Which lines of the entries contain the word "derive"? Please list them.
+++ DATA TO EXAMINE
//! # Protocol Configuration & Constants
//!
//! Every magic number in CAIRN lives here. If you're hardcoding a constant
//! somewhere else, you're doing it wrong and you owe the team coffee.
//!
//! Tolerance and cooldown values are the protocol's blast-radius controls.
//! Changing them on a live network changes how much damage one bad
//! settlement report can do, so treat every edit here as a governance
//! decision, not a tuning knob.

use serde::{Deserialize, Serialize};
use thiserror::Error;

// ---------------------------------------------------------------------------
// Units
// ---------------------------------------------------------------------------

/// Basis-point scale: 10,000 bps = 100%. All relative-yield math in the
/// router is integer arithmetic over this scale. No floats near money.
pub const BPS_SCALE: u64 = 10_000;

// ---------------------------------------------------------------------------
// Yield Guard
// ---------------------------------------------------------------------------

/// Default yield tolerance: 10% per settlement. A delta-neutral vault that
/// moves more than this in one batch is either a miracle or a bug, and we
/// don't settle miracles without a human looking first.
pub const DEFAULT_YIELD_TOLERANCE_BPS: u32 = 1_000;

/// Hard ceiling on the yield tolerance: 50%. The configured tolerance is
/// clamped to this no matter what governance sets. One settlement can never
/// move the backing ratio by more than half, full stop.
pub const MAX_YIELD_TOLERANCE_BPS: u32 = 5_000;

// ---------------------------------------------------------------------------
// Settlement Timing
// ---------------------------------------------------------------------------

/// Default guardian cooldown between proposal and execution: one hour.
/// Long enough for a paged human to read the figures and hit cancel, short
/// enough that daily batches still settle the same day.
pub const DEFAULT_SETTLE_COOLDOWN_SECS: u64 = 3_600;

/// Default batch cycle length used by the keeper: one day. Institutional
/// flows net out over the day and settle once; nobody needs minute-level
/// batches for custody money.
pub const DEFAULT_BATCH_CYCLE_SECS: u64 = 86_400;

// ---------------------------------------------------------------------------
// Accounts
// ---------------------------------------------------------------------------

/// Prefix convention for account ids. Purely cosmetic; the ledger treats
/// accounts as opaque strings, but logs read better with a namespace.
pub const ACCOUNT_PREFIX: &str = "cairn";

/// Default treasury account. Settlement yield for a primary vault lands
/// here unless the vault configures its own recipient (usually the staking
/// pool account once the retail rail is live).
pub const DEFAULT_TREASURY_ACCOUNT: &str = "cairn:treasury";

// ---------------------------------------------------------------------------
// Service Defaults
// ---------------------------------------------------------------------------

/// Default keeper HTTP API port (status + metrics).
pub const DEFAULT_API_PORT: u16 = 9750;

/// Protocol rules version. Bump on changes that make replayed history
/// diverge; the snapshot schema versions separately in `storage::snapshot`.
pub const PROTOCOL_VERSION: &str = "0.1.0";

// ---------------------------------------------------------------------------
// Network
// ---------------------------------------------------------------------------

/// Which deployment flavor a config targets. Local networks may disable
/// the settlement cooldown; anything public may not.
#[derive(Clone, Copy, Debug, PartialEq, Eq, Serialize, Deserialize)]
pub enum Network {
    /// Production. Real assets, real institutions, real consequences.
    Mainnet,
    /// Public test deployment with mainnet-shaped rules.
    Testnet,
    /// Single-operator sandbox. Zero cooldown permitted so tests and demos
    /// don't sleep through an hour of wall clock.
    Local,
}

impl Network {
    /// Whether a zero settlement cooldown is acceptable on this network.
    pub fn allows_zero_cooldown(&self) -> bool {
        matches!(self, Network::Local)
    }

    /// Lowercase name for logs.
    pub fn name(&self) -> &'static str {
        match self {
            Network::Mainnet => "mainnet",
            Network::Testnet => "testnet",
            Network::Local => "local",
        }
    }
}

impl std::fmt::Display for Network {
    fn fmt(&self, f: &mut std::fmt::Formatter<'_>) -> std::fmt::Result {
        write!(f, "{}", self.name())
    }
}

// ---------------------------------------------------------------------------
// ProtocolConfig
// ---------------------------------------------------------------------------

/// Errors from [`ProtocolConfig::validate`].
#[derive(Debug, Error)]
pub enum ConfigError {
    /// Zero cooldown on a network that requires one.
    #[error("settlement cooldown must be non-zero on {network}")]
    ZeroCooldown {
        /// The network the config targets.
        network: Network,
    },

    /// An empty treasury account cannot receive settlement yield.
    #[error("treasury account must not be empty")]
    EmptyTreasury,
}

/// Injected protocol configuration.
///
/// Constructed once at deployment and handed to the router and gateways;
/// nothing in the core reads global state. The struct is serde-friendly so
/// the keeper can persist it alongside genesis state.
#[derive(Clone, Debug, PartialEq, Eq, Serialize, Deserialize)]
pub struct ProtocolConfig {
    /// Deployment flavor; gates the zero-cooldown escape hatch.
    pub network: Network,

    /// Yield tolerance in basis points. Clamped to
    /// [`MAX_YIELD_TOLERANCE_BPS`] at the point of use regardless of what
    /// is configured here.
    pub yield_tolerance_bps: u32,

    /// Guardian cooldown between proposal and execution, in seconds.
    pub settle_cooldown_secs: u64,

    /// Account receiving primary-vault settlement yield when a vault does
    /// not name its own recipient.
    pub treasury: String,
}

impl ProtocolConfig {
    /// Mainnet-shaped defaults.
    pub fn mainnet() -> Self {
        Self {
            network: Network::Mainnet,
            yield_tolerance_bps: DEFAULT_YIELD_TOLERANCE_BPS,
            settle_cooldown_secs: DEFAULT_SETTLE_COOLDOWN_SECS,
            treasury: DEFAULT_TREASURY_ACCOUNT.to_string(),
        }
    }

    /// Testnet defaults: mainnet rules, shorter cooldown.
    pub fn testnet() -> Self {
        Self {
            network: Network::Testnet,
            settle_cooldown_secs: 300,
            ..Self::mainnet()
        }
    }

    /// Sandbox defaults: zero cooldown so a propose/execute pair runs
    /// back-to-back in tests and demos.
    pub fn local() -> Self {
        Self {
            network: Network::Local,
            settle_cooldown_secs: 0,
            ..Self::mainnet()
        }
    }

    /// Checks the config for values the protocol refuses to run with.
    pub fn validate(&self) -> Result<(), ConfigError> {
        if self.settle_cooldown_secs == 0 && !self.network.allows_zero_cooldown() {
            return Err(ConfigError::ZeroCooldown {
                network: self.network,
            });
        }
        if self.treasury.is_empty() {
            return Err(ConfigError::EmptyTreasury);
        }
        Ok(())
    }

    /// The tolerance actually enforced: configured value clamped to the
    /// hard ceiling.
    pub fn effective_tolerance_bps(&self) -> u32 {
        self.yield_tolerance_bps.min(MAX_YIELD_TOLERANCE_BPS)
    }

    /// Cooldown as a chrono duration for `execute_after` arithmetic.
    pub fn cooldown(&self) -> chrono::Duration {
        chrono::Duration::seconds(self.settle_cooldown_secs as i64)
    }
}

impl Default for ProtocolConfig {
    fn default() -> Self {
        Self::mainnet()
    }
}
++++++
* [RESULT]
#[derive(Clone, Copy, Debug, PartialEq, Eq, Serialize, Deserialize)]
#[derive(Debug, Error)]
#[derive(Clone, Debug, PartialEq, Eq, Serialize, Deserialize)]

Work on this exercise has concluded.